### Exercise aim
Whenever the word "TraceLayer" appears in a line of the listing, copy that line.

Start of Given records

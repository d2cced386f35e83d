//! HTTP middleware stack for the interop server.
//!
//! Middleware ordering follows the outer-to-inner convention: the first
//! layer listed is the outermost (processes the request first on the way
//! in, and the response last on the way out).

use axum::extract::{Request, State};
use axum::http::header::HeaderName;
use axum::http::{Method, StatusCode};
use axum::middleware::Next;
use axum::response::{IntoResponse, Response};
use tower::ServiceBuilder;
use tower_http::compression::CompressionLayer;
use tower_http::cors::{AllowOrigin, Any, CorsLayer};
use tower_http::request_id::{MakeRequestUuid, PropagateRequestIdLayer, SetRequestIdLayer};
use tower_http::timeout::TimeoutLayer;
use tower_http::trace::TraceLayer;

use super::config::NetworkConfig;
use super::handlers::AppState;
use crate::service::InteropError;

/// The composed Tower layer type produced by [`build_http_layers`].
type HttpLayers = tower::layer::util::Stack<
    PropagateRequestIdLayer,
    tower::layer::util::Stack<
        CorsLayer,
        tower::layer::util::Stack<
            CompressionLayer,
            tower::layer::util::Stack<
                TraceLayer<
                    tower_http::classify::SharedClassifier<
                        tower_http::classify::ServerErrorsAsFailures,
                    >,
                >,
                tower::layer::util::Stack<
                    SetRequestIdLayer<MakeRequestUuid>,
                    tower::layer::util::Identity,
                >,
            >,
        >,
    >,
>;

/// Builds the HTTP-level Tower middleware stack shared by every route.
///
/// **Middleware ordering (outermost to innermost):**
/// 1. `SetRequestId` -- assigns a UUID v4 `X-Request-Id` to every incoming request
/// 2. `Tracing` -- logs request/response with structured trace spans
/// 3. `Compression` -- gzip response compression
/// 4. `CORS` -- module clients may run in a browser on another origin
/// 5. `PropagateRequestId` -- copies `X-Request-Id` from the request to the response
///
/// The request timeout is not part of this stack; see [`request_timeout_layer`].
#[must_use]
pub fn build_http_layers(config: &NetworkConfig) -> HttpLayers {
    let x_request_id = HeaderName::from_static("x-request-id");

    ServiceBuilder::new()
        .layer(SetRequestIdLayer::new(x_request_id.clone(), MakeRequestUuid))
        .layer(TraceLayer::new_for_http())
        .layer(CompressionLayer::new())
        .layer(build_cors_layer(&config.cors_origins))
        .layer(PropagateRequestIdLayer::new(x_request_id))
        .into_inner()
}

/// Enforces `request_timeout` on the routes it wraps.
///
/// Process-Queue is left outside it: items are removed from the queue as
/// they are dispatched, so a cut-short request would lose their results.
#[must_use]
pub fn request_timeout_layer(config: &NetworkConfig) -> TimeoutLayer {
    TimeoutLayer::with_status_code(StatusCode::REQUEST_TIMEOUT, config.request_timeout)
}

/// Builds the CORS layer from the configured list of allowed origins.
///
/// A wildcard `"*"` allows any origin; otherwise unparsable entries are skipped.
fn build_cors_layer(origins: &[String]) -> CorsLayer {
    let allow_origin = if origins.iter().any(|o| o == "*") {
        AllowOrigin::any()
    } else {
        let parsed: Vec<_> = origins.iter().filter_map(|o| o.parse().ok()).collect();
        AllowOrigin::list(parsed)
    };

    CorsLayer::new()
        .allow_origin(allow_origin)
        .allow_methods([Method::GET, Method::POST, Method::DELETE])
        .allow_headers(Any)
}

/// Counts each API request as in-flight and turns new work away while
/// draining.
///
/// Health probes are routed outside this layer so they keep answering
/// during shutdown.
pub async fn track_in_flight(
    State(state): State<AppState>,
    request: Request,
    next: Next,
) -> Response {
    if state.shutdown.is_draining() {
        return InteropError::Unavailable("server is shutting down".to_string()).into_response();
    }
    let _guard = state.shutdown.in_flight_guard();
    next.run(request).await
}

End of Given records

### Written response
use tower_http::trace::TraceLayer;
                TraceLayer<
        .layer(TraceLayer::new_for_http())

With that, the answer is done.